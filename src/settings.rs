//! Game settings and preferences
//!
//! Loaded from an optional JSON file; every field has a default so partial
//! files are accepted.

use std::path::{Path, PathBuf};

use serde::{Deserialize, Serialize};

use crate::catalog::Catalog;
use crate::consts::*;
use crate::error::ConfigError;

/// Session settings
#[derive(Debug, Clone, PartialEq, Serialize, Deserialize)]
#[serde(default)]
pub struct Settings {
    // === Arena ===
    /// Frame width in pixels
    pub width: u32,
    /// Frame height in pixels
    pub height: u32,
    /// Simulation ticks per second (frame pacing target)
    pub ticks_per_second: u32,
    /// Run seed; taken from the clock when absent
    pub seed: Option<u64>,

    // === Gameplay ===
    /// Max wall-clock gap between slices that keeps a combo alive
    pub combo_timeout_secs: f64,

    // === Visual Effects ===
    /// Slice particle bursts
    pub particles: bool,
    /// Red flash when a bomb is sliced
    pub bomb_flash: bool,
    /// Blade trail behind the pointer
    pub blade_trail: bool,
    /// Size placeholder discs by hit radius instead of the fixed radius
    pub fallback_matches_hitbox: bool,

    // === Audio ===
    /// Master volume (0.0 - 1.0)
    pub master_volume: f32,
    /// Sound effects volume (0.0 - 1.0)
    pub sfx_volume: f32,
    pub muted: bool,

    // === Accessibility ===
    /// Reduced motion (suppresses flashes)
    pub reduced_motion: bool,

    /// Optional species catalog file (defaults to the built-in catalog)
    pub catalog_path: Option<PathBuf>,
}

impl Default for Settings {
    fn default() -> Self {
        Self {
            width: WIDTH,
            height: HEIGHT,
            ticks_per_second: TICKS_PER_SECOND,
            seed: None,

            combo_timeout_secs: COMBO_TIMEOUT_SECS,

            // Visual effects - all on by default
            particles: true,
            bomb_flash: true,
            blade_trail: true,
            fallback_matches_hitbox: false,

            // Audio
            master_volume: 0.8,
            sfx_volume: 1.0,
            muted: false,

            // Accessibility
            reduced_motion: false,

            catalog_path: None,
        }
    }
}

impl Settings {
    /// Effective bomb flash (respects reduced_motion)
    pub fn effective_bomb_flash(&self) -> bool {
        self.bomb_flash && !self.reduced_motion
    }

    /// Parse settings from JSON and validate them
    pub fn from_json(json: &str) -> Result<Self, ConfigError> {
        let settings: Settings = serde_json::from_str(json)?;
        settings.validate()?;
        Ok(settings)
    }

    /// Read a settings JSON file
    pub fn load(path: &Path) -> Result<Self, ConfigError> {
        let json = std::fs::read_to_string(path).map_err(|source| ConfigError::Io {
            path: path.to_path_buf(),
            source,
        })?;
        let settings = Self::from_json(&json)?;
        log::info!("Loaded settings from {}", path.display());
        Ok(settings)
    }

    /// Read a settings file, falling back to defaults on any failure
    pub fn load_or_default(path: Option<&Path>) -> Self {
        let Some(path) = path else {
            log::info!("Using default settings");
            return Self::default();
        };
        match Self::load(path) {
            Ok(settings) => settings,
            Err(e) => {
                log::warn!("{e}; using default settings");
                Self::default()
            }
        }
    }

    /// Load the configured catalog, or the built-in one
    pub fn catalog(&self) -> Result<Catalog, ConfigError> {
        match &self.catalog_path {
            Some(path) => Catalog::load(path),
            None => Ok(Catalog::default()),
        }
    }

    pub fn validate(&self) -> Result<(), ConfigError> {
        if self.width == 0 || self.height == 0 {
            return Err(ConfigError::Invalid(format!(
                "arena must be non-empty, got {}x{}",
                self.width, self.height
            )));
        }
        if self.width <= 2 * SPAWN_MARGIN {
            return Err(ConfigError::Invalid(format!(
                "arena width {} leaves no room between spawn margins",
                self.width
            )));
        }
        if self.ticks_per_second == 0 {
            return Err(ConfigError::Invalid("ticks_per_second must be > 0".into()));
        }
        if !(self.combo_timeout_secs > 0.0) {
            return Err(ConfigError::Invalid(
                "combo_timeout_secs must be positive".into(),
            ));
        }
        Ok(())
    }
}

● **Your goal**
Restate every entry word for word.

● **Task response**
filename src/settings.rs
//! Game settings and preferences
//!
//! Loaded from an optional JSON file; every field has a default so partial
//! files are accepted.

use std::path::{Path, PathBuf};

use serde::{Deserialize, Serialize};

use crate::catalog::Catalog;
use crate::consts::*;
use crate::error::ConfigError;

/// Session settings
#[derive(Debug, Clone, PartialEq, Serialize, Deserialize)]
#[serde(default)]
pub struct Settings {
    // === Arena ===
    /// Frame width in pixels
    pub width: u32,
    /// Frame height in pixels
    pub height: u32,
    /// Simulation ticks per second (frame pacing target)
    pub ticks_per_second: u32,
    /// Run seed; taken from the clock when absent
    pub seed: Option<u64>,

    // === Gameplay ===
    /// Max wall-clock gap between slices that keeps a combo alive
    pub combo_timeout_secs: f64,

    // === Visual Effects ===
    /// Slice particle bursts
    pub particles: bool,
    /// Red flash when a bomb is sliced
    pub bomb_flash: bool,
    /// Blade trail behind the pointer
    pub blade_trail: bool,
    /// Size placeholder discs by hit radius instead of the fixed radius
    pub fallback_matches_hitbox: bool,

    // === Audio ===
    /// Master volume (0.0 - 1.0)
    pub master_volume: f32,
    /// Sound effects volume (0.0 - 1.0)
    pub sfx_volume: f32,
    pub muted: bool,

    // === Accessibility ===
    /// Reduced motion (suppresses flashes)
    pub reduced_motion: bool,

    /// Optional species catalog file (defaults to the built-in catalog)
    pub catalog_path: Option<PathBuf>,
}

impl Default for Settings {
    fn default() -> Self {
        Self {
            width: WIDTH,
            height: HEIGHT,
            ticks_per_second: TICKS_PER_SECOND,
            seed: None,

            combo_timeout_secs: COMBO_TIMEOUT_SECS,

            // Visual effects - all on by default
            particles: true,
            bomb_flash: true,
            blade_trail: true,
            fallback_matches_hitbox: false,

            // Audio
            master_volume: 0.8,
            sfx_volume: 1.0,
            muted: false,

            // Accessibility
            reduced_motion: false,

            catalog_path: None,
        }
    }
}

impl Settings {
    /// Effective bomb flash (respects reduced_motion)
    pub fn effective_bomb_flash(&self) -> bool {
        self.bomb_flash && !self.reduced_motion
    }

    /// Parse settings from JSON and validate them
    pub fn from_json(json: &str) -> Result<Self, ConfigError> {
        let settings: Settings = serde_json::from_str(json)?;
        settings.validate()?;
        Ok(settings)
    }

    /// Read a settings JSON file
    pub fn load(path: &Path) -> Result<Self, ConfigError> {
        let json = std::fs::read_to_string(path).map_err(|source| ConfigError::Io {
            path: path.to_path_buf(),
            source,
        })?;
        let settings = Self::from_json(&json)?;
        log::info!("Loaded settings from {}", path.display());
        Ok(settings)
    }

    /// Read a settings file, falling back to defaults on any failure
    pub fn load_or_default(path: Option<&Path>) -> Self {
        let Some(path) = path else {
            log::info!("Using default settings");
            return Self::default();
        };
        match Self::load(path) {
            Ok(settings) => settings,
            Err(e) => {
                log::warn!("{e}; using default settings");
                Self::default()
            }
        }
    }

    /// Load the configured catalog, or the built-in one
    pub fn catalog(&self) -> Result<Catalog, ConfigError> {
        match &self.catalog_path {
            Some(path) => Catalog::load(path),
            None => Ok(Catalog::default()),
        }
    }

    pub fn validate(&self) -> Result<(), ConfigError> {
        if self.width == 0 || self.height == 0 {
            return Err(ConfigError::Invalid(format!(
                "arena must be non-empty, got {}x{}",
                self.width, self.height
            )));
        }
        if self.width <= 2 * SPAWN_MARGIN {
            return Err(ConfigError::Invalid(format!(
                "arena width {} leaves no room between spawn margins",
                self.width
            )));
        }
        if self.ticks_per_second == 0 {
            return Err(ConfigError::Invalid("ticks_per_second must be > 0".into()));
        }
        if !(self.combo_timeout_secs > 0.0) {
            return Err(ConfigError::Invalid(
                "combo_timeout_secs must be positive".into(),
            ));
        }
        Ok(())
    }
}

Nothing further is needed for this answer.